# Anyone know of software to manage orders?



## Kimmel0700 (Aug 27, 2014)

I’m look for a simple software that I can :


Create a work orders
Have it entered in a schedule
Attach documents to it
It also needs to be able to have a thing that I can attache art too and assign a unique art number
…. All the ones I have found have time line schedules for the production process. We just don't need it broken down that much. Right now we just use a pdf for the order and an excel doc for the schedule... then file everything. Which is OK but creates a lot of work for management.

Any help would be awesome!


----------



## gwynyr (Jan 8, 2015)

https://www.printavo.com/ might work?? It might still be too detailed for what you're looking for.


----------



## BidsMaven (Sep 23, 2011)

I agree with Gwen. Take a look at Printavo.

If what they have to offer is more than you're looking for, we have a pdf work order form that you can download and use on your computer. It's just a single standalone form but the good news is that it's a freebie. Here's a link to check it out http://fastaccuratebids.com/forms/


----------



## Kimmel0700 (Aug 27, 2014)

Thanks... 

Printavo is cool but it looks like it hosted online. We are to large of a company to have someone else hold all of our data.
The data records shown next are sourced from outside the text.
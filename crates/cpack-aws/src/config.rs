//! # Conformance-Pack Registration
//!
//! Declares the registration of an uploaded compliance-rules template with
//! the configuration-auditing service. The registration references the
//! container, not the uploaded object, so the upload-before-registration
//! ordering the service requires cannot be inferred from references
//! alone: the caller must declare it explicitly with
//! [`Stack::add_dependency()`](cpack_core::Stack::add_dependency), exactly
//! as the stack crate does.

use cpack_core::intrinsics::join;
use cpack_core::{LogicalId, Resource, Stack, SynthError};
use serde_json::json;

use crate::s3::Bucket;

/// Inputs for a conformance-pack registration.
#[derive(Debug, Clone)]
pub struct ConformancePackProps<'a> {
    /// Name under which the pack is registered with the auditing service.
    pub pack_name: &'a str,
    /// Container the service reads the template from and delivers findings to.
    pub delivery_bucket: &'a Bucket,
    /// Key prefix for the service's delivery location. A delivery
    /// parameter only, never part of the template URI.
    pub delivery_key_prefix: &'a str,
    /// Filename of the uploaded template within the container.
    pub template_filename: &'a str,
}

/// Handle to a declared conformance-pack registration.
#[derive(Debug, Clone)]
pub struct ConformancePack {
    logical_id: LogicalId,
}

impl ConformancePack {
    /// Declare the registration on the stack.
    ///
    /// The template URI is a late-bound concatenation of `s3://`, the
    /// container's physical name, and the template filename. The delivery
    /// key prefix is passed through as its own property.
    ///
    /// # Errors
    ///
    /// Returns `SynthError` if the logical id is invalid or already taken.
    pub fn declare(
        stack: &mut Stack,
        id: &str,
        props: ConformancePackProps<'_>,
    ) -> Result<Self, SynthError> {
        let logical_id = LogicalId::new(id)?;

        let template_uri = join(
            "",
            vec![
                json!("s3://"),
                props.delivery_bucket.name_expression(),
                json!(format!("/{}", props.template_filename)),
            ],
        );
        let resource = Resource::new(
            "AWS::Config::ConformancePack",
            json!({
                "ConformancePackName": props.pack_name,
                "DeliveryS3Bucket": props.delivery_bucket.name_expression(),
                "DeliveryS3KeyPrefix": props.delivery_key_prefix,
                "TemplateS3Uri": template_uri
            }),
        );
        stack.add_resource(logical_id.clone(), resource)?;

        tracing::debug!(pack = %logical_id, name = props.pack_name, "declared conformance pack");
        Ok(Self { logical_id })
    }

    /// Logical id of the registration resource.
    pub fn logical_id(&self) -> &LogicalId {
        &self.logical_id
    }
}

/// The object URI of an uploaded template once the container's physical
/// name is known: `s3://<container-name>/<filename>`. The delivery key
/// prefix does not appear in the path.
pub fn object_uri(bucket_name: &str, filename: &str) -> String {
    format!("s3://{bucket_name}/{filename}")
}

#[cfg(test)]
mod tests {
    use super::*;

    fn declared() -> (Stack, ConformancePack) {
        let mut stack = Stack::new("TestStack");
        let bucket = Bucket::declare(&mut stack, "Bucket").unwrap();
        let pack = ConformancePack::declare(
            &mut stack,
            "Pack",
            ConformancePackProps {
                pack_name: "SustainabilityConformancePack",
                delivery_bucket: &bucket,
                delivery_key_prefix: "sustainability-conformance-pack",
                template_filename: "template.yaml",
            },
        )
        .unwrap();
        (stack, pack)
    }

    #[test]
    fn test_registration_properties() {
        let (stack, pack) = declared();
        let props = stack.resource(pack.logical_id()).unwrap().properties();
        assert_eq!(props["ConformancePackName"], "SustainabilityConformancePack");
        assert_eq!(props["DeliveryS3Bucket"]["Ref"], "Bucket");
        assert_eq!(props["DeliveryS3KeyPrefix"], "sustainability-conformance-pack");
    }

    #[test]
    fn test_template_uri_excludes_prefix() {
        let (stack, pack) = declared();
        let props = stack.resource(pack.logical_id()).unwrap().properties();
        let parts = &props["TemplateS3Uri"]["Fn::Join"][1];
        assert_eq!(parts[0], "s3://");
        assert_eq!(parts[1]["Ref"], "Bucket");
        assert_eq!(parts[2], "/template.yaml");
    }

    #[test]
    fn test_object_uri() {
        assert_eq!(
            object_uri("my-bucket", "template.yaml"),
            "s3://my-bucket/template.yaml"
        );
    }

    #[test]
    fn test_no_implicit_dependency_on_upload() {
        // The registration only references the container. The ordering
        // edge onto the upload operation is the caller's responsibility.
        let (stack, pack) = declared();
        assert!(stack.resource(pack.logical_id()).unwrap().depends_on().is_empty());
    }
}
We currently work of a pdf with an excell schedule but I want to have the same thing only more controls like the ability pull reports, restrict data, have it auto email, link orders together, ect. all the stuff you get with a data base.

I found one called Fast Manager Pro. which would be great but it looks like its old. Any one know of anything like that that is current?


----------



## Brendadob (Sep 26, 2014)

Please contact me at 561-337-4449 or email me at [email protected] and I will tell you about the latest and greatest with FastManager!
Thanks, Brenda


----------



## French lady (Jan 26, 2015)

shopworks?


----------



## punkskater01 (Dec 30, 2014)

If u hav an extra budget go to IT exprts or comp programing company.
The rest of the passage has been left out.